In the entries that follow, find the line containing "entities are deleted)."; from there, copy every line exactly through the line containing "into live components.".

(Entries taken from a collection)
.....

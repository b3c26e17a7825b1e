// Copyright 2025 eraflo
//
// Licensed under the Apache License, Version 2.0 (the "License");
// you may not use this file except in compliance with the License.
// You may obtain a copy of the License at
//
//     http://www.apache.org/licenses/LICENSE-2.0
//
// Unless required by applicable law or agreed to in writing, software
// distributed under the License is distributed on an "AS IS" BASIS,
// WITHOUT WARRANTIES OR CONDITIONS OF ANY KIND, either express or implied.
// See the License for the specific language governing permissions and
// limitations under the License.

//! The graph decoder: a resumable, phased rebuild of a live scene from a [`LevelData`].
//!
//! The phases run strictly in order:
//!
//! 1. **Reconcile**: destroy tagged entities the snapshot does not mention
//!    (only when unmatched entities are deleted).
//! 2. **Materialize**: instantiate every missing entity from its template and
//!    hand out the stored ids to the new subtree.
//! 3. **ReconcileComponents**: drop components whose types the snapshot does
//!    not list, restore the active flag.
//! 4. **Reparent**: restore the hierarchy.
//! 5. **Settle**: yield to the host for a few frames so it can finish
//!    initializing the new entities.
//! 6. **Deserialize**: decode component records into live components.
//! 7. **Fixup**: drain the deferred reference queue.
//! 8. **Finalize**: clear per-decode state and broadcast `OnDeserialized`.
//!
//! Failures are logged and skipped; nothing short of a panic keeps a decode
//! from reaching **Finalize**.

use std::collections::{HashMap, HashSet};

use vellum_core::{
    lane::{Lane, LaneKind},
    progress::{PhaseProgress, ProgressSink},
    scene::{ComponentId, EntityHandle, SceneBackend},
};
use vellum_data::{AssetStore, IdentityRegistry, LevelData, StoredItem};

use super::{store_capable_descendants, tagged_descendants, ON_DESERIALIZED};
use crate::{
    fixup_lane::{DeferredGroup, DeferredRef, Fixup, FixupQueue, FixupTarget, LiveIndex, ResolverTable},
    serializer_lane::{DecodeContext, SerializerPlugin, SerializerRegistry},
};

const INITIALIZING: &str = "Initializing";

/// The live state a decode works against, borrowed for the duration of one poll.
pub struct DecodeEnv<'a> {
    /// The host scene.
    pub scene: &'a mut dyn SceneBackend,
    /// The identity registry, rebound as entities are materialized.
    pub identity: &'a mut IdentityRegistry,
    /// Resolves the plugin of every stored type.
    pub serializers: &'a SerializerRegistry,
    /// Resolves asset references.
    pub assets: &'a AssetStore,
    /// Receives `Initializing` and `Loading` progress.
    pub progress: &'a dyn ProgressSink,
}

/// Host hooks consulted during a decode. Returning `false` from an `on_*`
/// predicate cancels that single action.
pub trait DecodeHooks {
    /// Called before an unmatched entity is destroyed.
    fn on_destroy_entity(&mut self, _id: &str, _entity: EntityHandle) -> bool {
        true
    }

    /// Called before a missing entity is instantiated.
    fn on_create_entity(&mut self, _item: &StoredItem) -> bool {
        true
    }

    /// Called before the records of one component type are decoded.
    fn on_load_component(&mut self, _id: &str, _type_name: &str) -> bool {
        true
    }

    /// Called after a component was decoded successfully.
    fn on_loaded_component(&mut self, _id: &str, _component: ComponentId) {}
}

/// Hooks that allow everything.
#[derive(Debug, Default, Clone, Copy)]
pub struct NoHooks;

impl DecodeHooks for NoHooks {}

/// The phase a decoder is in.
#[derive(Debug, Clone, Copy, PartialEq, Eq)]
pub enum DecodePhase {
    /// Destroying unmatched entities.
    Reconcile,
    /// Instantiating missing entities.
    Materialize,
    /// Trimming components and restoring active flags.
    ReconcileComponents,
    /// Restoring the hierarchy.
    Reparent,
    /// Yielding to the host.
    Settle {
        /// Frames left to wait.
        remaining: u32,
    },
    /// Decoding component records.
    Deserialize,
    /// Draining the deferred reference queue.
    Fixup,
    /// Clearing state and notifying entities.
    Finalize,
    /// Done.
    Complete,
}

/// What a finished decode did.
#[derive(Debug, Default, Clone, PartialEq, Eq)]
pub struct DecodeReport {
    /// Entities destroyed because the snapshot did not mention them.
    pub destroyed: usize,
    /// Entities instantiated from templates.
    pub materialized: usize,
    /// Ids of manifest entries that could not be instantiated.
    pub skipped_entities: Vec<String>,
    /// Ids of the manifest entries found live after materialization.
    pub loaded_entities: Vec<String>,
    /// Components removed because the snapshot did not list their type.
    pub removed_components: usize,
    /// Components decoded successfully.
    pub restored_components: usize,
    /// Components whose plugin failed.
    pub failed_components: usize,
    /// Stored types with neither a descriptor nor a plugin.
    pub skipped_types: Vec<String>,
    /// Fixup queue entries processed.
    pub fixups_run: usize,
}

/// The outcome of one [`GraphDecoder::poll`].
#[derive(Debug, Clone, PartialEq, Eq)]
pub enum DecodeStatus {
    /// The decoder yielded; poll again on a later frame.
    Pending,
    /// The decode finished.
    Complete(DecodeReport),
}

struct DecodeState {
    fixups: FixupQueue,
    resolvers: ResolverTable,
    hooks: Box<dyn DecodeHooks>,
    report: DecodeReport,
}

/// The number of manifest ancestors of an entry.
fn manifest_depth(parents: &HashMap<&str, Option<&str>>, item: &StoredItem) -> usize {
    let mut depth = 0;
    let mut cursor = item.parent_name.as_deref();
    while let Some(parent) = cursor {
        depth += 1;
        if depth > parents.len() {
            break;
        }
        cursor = parents.get(parent).copied().flatten();
    }
    depth
}

/// Rebuilds a live scene from a [`LevelData`], one phase at a time.
pub struct GraphDecoder {
    data: LevelData,
    delete_unmatched: bool,
    settle_frames: u32,
    phase: DecodePhase,
    state: DecodeState,
}

impl Lane for GraphDecoder {
    fn strategy_name(&self) -> &'static str {
        "VL_GRAPH_DECODE_V1"
    }

    fn lane_kind(&self) -> LaneKind {
        LaneKind::Decode
    }
}
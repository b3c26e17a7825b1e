// Copyright 2025 eraflo
//
// Licensed under the Apache License, Version 2.0 (the "License");
// you may not use this file except in compliance with the License.
// You may obtain a copy of the License at
//
//     http://www.apache.org/licenses/LICENSE-2.0
//
// Unless required by applicable law or agreed to in writing, software
// distributed under the License is distributed on an "AS IS" BASIS,
// WITHOUT WARRANTIES OR CONDITIONS OF ANY KIND, either express or implied.
// See the License for the specific language governing permissions and
// limitations under the License.

//! An in-memory scene host.
//!
//! [`SceneWorld`] implements [`SceneBackend`] over plain collections. It is the
//! reference host for tests and tools: templates are registered as trees of
//! [`TemplateNode`], components are default-constructed through the
//! [`TypeRegistry`], and level loads are only recorded.

use std::{
    collections::{BTreeMap, HashMap, HashSet},
    sync::Arc,
};

use vellum_core::{
    scene::{ComponentId, EntityHandle, IdentityRole, IdentityTag, SceneBackend},
    Component,
};

use crate::reflect::TypeRegistry;

/// One node of a template tree.
#[derive(Debug, Clone, Default)]
pub struct TemplateNode {
    /// Display name of the instantiated entity.
    pub name: String,
    /// Identity marker given to the instantiated entity.
    pub tag: Option<IdentityTag>,
    /// Type names of the components to default-construct.
    pub components: Vec<&'static str>,
    /// Child nodes, in order.
    pub children: Vec<TemplateNode>,
}

impl TemplateNode {
    /// Creates an untagged node without components.
    pub fn new(name: impl Into<String>) -> Self {
        Self {
            name: name.into(),
            ..Self::default()
        }
    }

    /// Sets the identity marker, builder style.
    pub fn tagged(mut self, tag: IdentityTag) -> Self {
        self.tag = Some(tag);
        self
    }

    /// Adds a component type, builder style.
    pub fn with_component(mut self, type_name: &'static str) -> Self {
        self.components.push(type_name);
        self
    }

    /// Adds a child node, builder style.
    pub fn with_child(mut self, child: TemplateNode) -> Self {
        self.children.push(child);
        self
    }
}

#[derive(Debug)]
struct EntityRecord {
    name: String,
    active: bool,
    parent: Option<EntityHandle>,
    children: Vec<EntityHandle>,
    components: Vec<ComponentId>,
    tag: Option<IdentityTag>,
}

struct ComponentSlot {
    owner: EntityHandle,
    value: Box<dyn Component>,
}

/// The in-memory host scene.
pub struct SceneWorld {
    types: Arc<TypeRegistry>,
    level: String,
    next_entity: u64,
    next_component: u64,
    entities: BTreeMap<EntityHandle, EntityRecord>,
    components: HashMap<ComponentId, ComponentSlot>,
    templates: HashMap<String, TemplateNode>,
    refused: HashSet<String>,
    level_requests: Vec<String>,
}

impl SceneWorld {
    /// Creates an empty scene for the given level.
    pub fn new(level: impl Into<String>, types: Arc<TypeRegistry>) -> Self {
        Self {
            types,
            level: level.into(),
            next_entity: 1,
            next_component: 1,
            entities: BTreeMap::new(),
            components: HashMap::new(),
            templates: HashMap::new(),
            refused: HashSet::new(),
            level_requests: Vec::new(),
        }
    }

    /// Spawns a root entity.
    pub fn spawn(&mut self, name: impl Into<String>, tag: Option<IdentityTag>) -> EntityHandle {
        let handle = EntityHandle(self.next_entity);
        self.next_entity += 1;
        self.entities.insert(
            handle,
            EntityRecord {
                name: name.into(),
                active: true,
                parent: None,
                children: Vec::new(),
                components: Vec::new(),
                tag,
            },
        );
        handle
    }

    /// Spawns an entity under a parent.
    pub fn spawn_child(
        &mut self,
        parent: EntityHandle,
        name: impl Into<String>,
        tag: Option<IdentityTag>,
    ) -> EntityHandle {
        let child = self.spawn(name, tag);
        self.set_parent(child, Some(parent));
        child
    }

    /// Attaches an already constructed component.
    pub fn attach<C: Component>(&mut self, entity: EntityHandle, component: C) -> Option<ComponentId> {
        self.attach_boxed(entity, Box::new(component))
    }

    /// The first component of type `C` on an entity.
    pub fn get<C: Component>(&self, entity: EntityHandle) -> Option<&C> {
        self.components_of::<C>(entity).into_iter().next()
    }

    /// Exclusive access to the first component of type `C` on an entity.
    pub fn get_mut<C: Component>(&mut self, entity: EntityHandle) -> Option<&mut C> {
        let id = self.components(entity).into_iter().find(|id| {
            self.components
                .get(id)
                .is_some_and(|slot| slot.value.as_any().is::<C>())
        })?;
        self.components
            .get_mut(&id)?
            .value
            .as_any_mut()
            .downcast_mut::<C>()
    }

    /// Every component of type `C` on an entity, in attachment order.
    pub fn components_of<C: Component>(&self, entity: EntityHandle) -> Vec<&C> {
        let Some(record) = self.entities.get(&entity) else {
            return Vec::new();
        };
        record
            .components
            .iter()
            .filter_map(|id| self.components.get(id))
            .filter_map(|slot| slot.value.as_any().downcast_ref::<C>())
            .collect()
    }

    /// Replaces the identity marker of an entity.
    pub fn set_tag(&mut self, entity: EntityHandle, tag: Option<IdentityTag>) {
        if let Some(record) = self.entities.get_mut(&entity) {
            record.tag = tag;
        }
    }

    /// Registers a template under a class id.
    pub fn register_template(&mut self, class_id: impl Into<String>, template: TemplateNode) {
        self.templates.insert(class_id.into(), template);
    }

    /// Makes `add_component` refuse the given type.
    pub fn refuse_component(&mut self, type_name: impl Into<String>) {
        self.refused.insert(type_name.into());
    }

    /// Levels requested through [`SceneBackend::load_level`], in order.
    pub fn level_requests(&self) -> &[String] {
        &self.level_requests
    }

    /// Finds the first live entity with the given display name.
    pub fn find_by_name(&self, name: &str) -> Option<EntityHandle> {
        self.entities
            .iter()
            .find(|(_, record)| record.name == name)
            .map(|(handle, _)| *handle)
    }

    /// The number of live entities.
    pub fn len(&self) -> usize {
        self.entities.len()
    }

    /// Returns `true` if the scene holds no entity.
    pub fn is_empty(&self) -> bool {
        self.entities.is_empty()
    }

    fn attach_boxed(&mut self, entity: EntityHandle, value: Box<dyn Component>) -> Option<ComponentId> {
        let record = self.entities.get_mut(&entity)?;
        let id = ComponentId(self.next_component);
        self.next_component += 1;
        record.components.push(id);
        self.components.insert(id, ComponentSlot { owner: entity, value });
        Some(id)
    }

    fn build(&mut self, node: &TemplateNode, parent: Option<EntityHandle>) -> EntityHandle {
        let entity = self.spawn(node.name.clone(), node.tag.clone());
        if parent.is_some() {
            self.set_parent(entity, parent);
        }
        for type_name in &node.components {
            if self.add_component(entity, type_name).is_none() {
                log::warn!("Template component '{}' could not be constructed", type_name);
            }
        }
        for child in &node.children {
            self.build(child, Some(entity));
        }
        entity
    }
}

impl SceneBackend for SceneWorld {
    fn loaded_level(&self) -> String {
        self.level.clone()
    }

    fn load_level(&mut self, name: &str) {
        self.level_requests.push(name.to_string());
        self.level = name.to_string();
    }

    fn entities(&self) -> Vec<EntityHandle> {
        self.entities.keys().copied().collect()
    }

    fn is_alive(&self, entity: EntityHandle) -> bool {
        self.entities.contains_key(&entity)
    }

    fn instantiate(&mut self, class_id: &str) -> Option<EntityHandle> {
        if class_id.is_empty() {
            return Some(self.spawn("Entity", Some(IdentityTag::store())));
        }
        let template = self.templates.get(class_id)?.clone();
        let root = self.build(&template, None);
        if let Some(record) = self.entities.get_mut(&root) {
            let tag = record.tag.take().unwrap_or_default();
            record.tag = Some(IdentityTag {
                role: IdentityRole::TemplateRoot,
                class_id: class_id.to_string(),
                ..tag
            });
        }
        Some(root)
    }

    fn destroy(&mut self, entity: EntityHandle) {
        let Some(record) = self.entities.remove(&entity) else {
            return;
        };
        if let Some(parent) = record.parent.and_then(|p| self.entities.get_mut(&p)) {
            parent.children.retain(|c| *c != entity);
        }
        for id in record.components {
            self.components.remove(&id);
        }
        for child in record.children {
            self.destroy(child);
        }
    }

    fn parent(&self, entity: EntityHandle) -> Option<EntityHandle> {
        self.entities.get(&entity)?.parent
    }

    fn set_parent(&mut self, child: EntityHandle, parent: Option<EntityHandle>) {
        if !self.entities.contains_key(&child) || parent.is_some_and(|p| !self.entities.contains_key(&p)) {
            return;
        }
        // Refuse cycles: the new parent must not be inside the child's subtree.
        let mut cursor = parent;
        while let Some(ancestor) = cursor {
            if ancestor == child {
                return;
            }
            cursor = self.entities.get(&ancestor).and_then(|r| r.parent);
        }

        let previous = self.entities.get(&child).and_then(|r| r.parent);
        if let Some(old) = previous.and_then(|p| self.entities.get_mut(&p)) {
            old.children.retain(|c| *c != child);
        }
        if let Some(new) = parent.and_then(|p| self.entities.get_mut(&p)) {
            new.children.push(child);
        }
        if let Some(record) = self.entities.get_mut(&child) {
            record.parent = parent;
        }
    }

    fn children(&self, entity: EntityHandle) -> Vec<EntityHandle> {
        self.entities
            .get(&entity)
            .map(|r| r.children.clone())
            .unwrap_or_default()
    }

    fn is_active(&self, entity: EntityHandle) -> bool {
        self.entities.get(&entity).is_some_and(|r| r.active)
    }

    fn set_active(&mut self, entity: EntityHandle, active: bool) {
        if let Some(record) = self.entities.get_mut(&entity) {
            record.active = active;
        }
    }

    fn name(&self, entity: EntityHandle) -> String {
        self.entities
            .get(&entity)
            .map(|r| r.name.clone())
            .unwrap_or_default()
    }

    fn identity_tag(&self, entity: EntityHandle) -> Option<IdentityTag> {
        self.entities.get(&entity)?.tag.clone()
    }

    fn components(&self, entity: EntityHandle) -> Vec<ComponentId> {
        self.entities
            .get(&entity)
            .map(|r| r.components.clone())
            .unwrap_or_default()
    }

    fn component(&self, id: ComponentId) -> Option<&dyn Component> {
        self.components.get(&id).map(|slot| slot.value.as_ref())
    }

    fn component_mut(&mut self, id: ComponentId) -> Option<&mut dyn Component> {
        self.components.get_mut(&id).map(|slot| slot.value.as_mut())
    }

    fn add_component(&mut self, entity: EntityHandle, type_name: &str) -> Option<ComponentId> {
        if self.refused.contains(type_name) {
            return None;
        }
        let value = self.types.get(type_name)?.instantiate()?;
        self.attach_boxed(entity, value)
    }

    fn remove_component(&mut self, id: ComponentId) {
        if let Some(slot) = self.components.remove(&id) {
            if let Some(record) = self.entities.get_mut(&slot.owner) {
                record.components.retain(|c| *c != id);
            }
        }
    }

    fn find_entity_by_id(&self, id: &str) -> Option<EntityHandle> {
        self.entities
            .iter()
            .find(|(_, record)| {
                record
                    .tag
                    .as_ref()
                    .and_then(|t| t.persistent_id.as_deref())
                    .is_some_and(|pid| pid == id)
            })
            .map(|(handle, _)| *handle)
    }
}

.....

**Answer for the task**
//!    (only when unmatched entities are deleted).
//! 2. **Materialize**: instantiate every missing entity from its template and
//!    hand out the stored ids to the new subtree.
//! 3. **ReconcileComponents**: drop components whose types the snapshot does
//!    not list, restore the active flag.
//! 4. **Reparent**: restore the hierarchy.
//! 5. **Settle**: yield to the host for a few frames so it can finish
//!    initializing the new entities.
//! 6. **Deserialize**: decode component records into live components.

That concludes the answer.